Yesterday was my first day in graduate school. While I was getting ready to go with a friend who is in the same program as I am, we were chatting about how we didn't feel very excited. Shouldn't we feel accomplished and smart and ready to tackle the next big thing? Well, that was just it. This didn't feel like the next BIG thing.
"I feel like I used to have a Coach bag, and now I'm carrying a knockoff" she said, referring to the fact that we used to go to The University of Alabama and now we go to the University of Alabama at Birmingham.
Is this school we're attending now somehow not as good? Should we feel like we're taking a step down? Maybe it's not true, but it certainly feels like it.
I feel like I'm walking around with a Folex watch and a Prado wallet. At first glance, it looks like the real thing. But then you look at the fine print. It's not the real thing. It's a convincing knockoff, but a knockoff, nonetheless.

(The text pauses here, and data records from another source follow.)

//! Rent Table Loader Module
//! Loads the wide rent-index CSV (regions as rows, months as columns) and
//! reshapes it into a date-indexed table using Polars.

use polars::prelude::*;
use std::collections::hash_map::Entry;
use std::collections::HashMap;
use std::path::{Path, PathBuf};
use thiserror::Error;

/// Name of the date column in every reshaped table.
pub const DATE_COL: &str = "Date";

/// Identifier metadata columns dropped during reshaping.
const ID_COLUMNS: [&str; 7] = [
    "RegionID",
    "SizeRank",
    "RegionType",
    "StateName",
    "State",
    "Metro",
    "CountyName",
];

/// Column holding the city names; becomes the column axis after reshaping.
const REGION_COL: &str = "RegionName";

/// Number of region rows retained from the source file.
const REGION_ROWS: usize = 50;

#[derive(Error, Debug)]
pub enum LoaderError {
    #[error("Failed to load CSV: {0}")]
    CsvError(#[from] PolarsError),
    #[error("Missing required column '{0}'")]
    MissingColumn(String),
    #[error("Empty region name in row {0}")]
    EmptyRegion(usize),
    #[error("Expected at least {REGION_ROWS} data rows, found {0}")]
    TooFewRows(usize),
}

/// A date-indexed rent table: one `Date` string column plus one f64 column
/// per city. Internal gaps are linearly interpolated; values are rounded to
/// 2 decimals. Nulls remain only where interpolation cannot infer a value
/// (leading/trailing gaps).
#[derive(Debug, Clone)]
pub struct RentTable {
    frame: DataFrame,
}

impl RentTable {
    pub fn frame(&self) -> &DataFrame {
        &self.frame
    }

    #[cfg(test)]
    pub(crate) fn from_frame(frame: DataFrame) -> Self {
        Self { frame }
    }

    /// City names, sorted ascending.
    pub fn cities(&self) -> Vec<String> {
        let mut cities: Vec<String> = self
            .frame
            .get_column_names()
            .iter()
            .map(|s| s.to_string())
            .filter(|name| name != DATE_COL)
            .collect();
        cities.sort();
        cities
    }

    /// Date index in chronological (file) order.
    pub fn dates(&self) -> Vec<String> {
        let Ok(column) = self.frame.column(DATE_COL) else {
            return Vec::new();
        };
        let Ok(ca) = column.str() else {
            return Vec::new();
        };
        ca.into_iter()
            .map(|v| v.unwrap_or_default().to_string())
            .collect()
    }
}

/// Loads and caches rent tables keyed by file path. Source files are
/// treated as immutable for the process lifetime, so there is no
/// invalidation.
pub struct RentLoader {
    cache: HashMap<PathBuf, RentTable>,
}

impl Default for RentLoader {
    fn default() -> Self {
        Self::new()
    }
}

impl RentLoader {
    pub fn new() -> Self {
        Self {
            cache: HashMap::new(),
        }
    }

    /// Cached table for a path, if one has been loaded or inserted.
    pub fn get(&self, path: &Path) -> Option<&RentTable> {
        self.cache.get(path)
    }

    /// Insert a table loaded elsewhere (e.g. on a background thread).
    pub fn insert(&mut self, path: PathBuf, table: RentTable) {
        self.cache.insert(path, table);
    }

    /// Load a rent table, reusing the cached result on repeat calls. The
    /// GUI splits this into [`load_rent_table`] + [`RentLoader::insert`] so
    /// the read can run off the UI thread.
    #[allow(dead_code)]
    pub fn load(&mut self, path: &Path) -> Result<&RentTable, LoaderError> {
        match self.cache.entry(path.to_path_buf()) {
            Entry::Occupied(entry) => {
                log::debug!("rent table cache hit: {}", path.display());
                Ok(entry.into_mut())
            }
            Entry::Vacant(entry) => {
                let table = load_rent_table(path)?;
                Ok(entry.insert(table))
            }
        }
    }
}

/// Read the wide CSV and reshape it into a [`RentTable`].
pub fn load_rent_table(path: &Path) -> Result<RentTable, LoaderError> {
    let wide = LazyCsvReader::new(path)
        .with_infer_schema_length(Some(10000))
        .with_ignore_errors(true)
        .with_n_rows(Some(REGION_ROWS))
        .finish()?
        .collect()?;

    let table = reshape_wide(&wide)?;
    log::info!(
        "loaded rent table from {}: {} dates x {} cities",
        path.display(),
        table.frame().height(),
        table.frame().width().saturating_sub(1)
    );
    Ok(table)
}

/// Reshape the wide region-per-row frame: drop identifier columns, turn the
/// month headers into a `Date` column and each region into a city column,
/// then interpolate internal gaps and round to 2 decimals.
pub fn reshape_wide(wide: &DataFrame) -> Result<RentTable, LoaderError> {
    if wide.height() < REGION_ROWS {
        return Err(LoaderError::TooFewRows(wide.height()));
    }

    let names: Vec<String> = wide
        .get_column_names()
        .iter()
        .map(|s| s.to_string())
        .collect();

    for required in ID_COLUMNS.iter().chain(std::iter::once(&REGION_COL)) {
        if !names.iter().any(|name| name == required) {
            return Err(LoaderError::MissingColumn(required.to_string()));
        }
    }

    // Everything that is neither an identifier nor the region name is a
    // month column; file order is chronological.
    let months: Vec<String> = names
        .iter()
        .filter(|name| name.as_str() != REGION_COL && !ID_COLUMNS.contains(&name.as_str()))
        .cloned()
        .collect();

    let regions = wide.column(REGION_COL)?;
    let mut cities: Vec<String> = Vec::with_capacity(wide.height());
    for row in 0..wide.height() {
        let value = regions.get(row)?;
        if value.is_null() {
            return Err(LoaderError::EmptyRegion(row));
        }
        cities.push(value.to_string().trim_matches('"').to_string());
    }

    // Transpose cell by cell: one pass per month column, filling every
    // city's value vector.
    let mut per_city: Vec<Vec<Option<f64>>> =
        vec![Vec::with_capacity(months.len()); cities.len()];
    for month in &months {
        let values_f64 = wide.column(month)?.cast(&DataType::Float64)?;
        let values_ca = values_f64.f64()?;
        for (row, values) in per_city.iter_mut().enumerate() {
            values.push(values_ca.get(row));
        }
    }

    let mut columns: Vec<Column> = Vec::with_capacity(cities.len() + 1);
    columns.push(Column::new(DATE_COL.into(), months));
    for (city, values) in cities.iter().zip(per_city) {
        columns.push(Column::new(city.as_str().into(), values));
    }

    // Duplicate region names surface here as a construction error.
    let transposed = DataFrame::new(columns)?;

    let fill_exprs: Vec<Expr> = cities
        .iter()
        .map(|city| col(city.as_str()).interpolate(InterpolationMethod::Linear))
        .collect();
    let mut table = transposed.lazy().with_columns(fill_exprs).collect()?;

    for city in &cities {
        let rounded: Vec<Option<f64>> = table
            .column(city)?
            .f64()?
            .into_iter()
            .map(|v| v.map(round2))
            .collect();
        table.with_column(Column::new(city.as_str().into(), rounded))?;
    }

    Ok(RentTable { frame: table })
}

pub(crate) fn round2(value: f64) -> f64 {
    (value * 100.0).round() / 100.0
}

I don't feel proud. I don't feel like I want to run around announcing where I to school. I relate it to when I bought fake Chanel sunglasses in China Town. Sure, I was happy to have those famous C's on my sunglasses for only $10, but I didn't feel the need to tell everyone, "Oh, these aren't real. They're knockoffs." Of course I wanted to walk around with them on my face and let people think I had real Chanels.
So, now that I'm not longer at The University, I've lost my real Coach bag and I'm settling for the knockoff.
Feeling this way makes me wonder what else in life is a knockoff. What am I carrying that looks like the real thing but isn't? Am I settling for the next best thing in other places in my life too?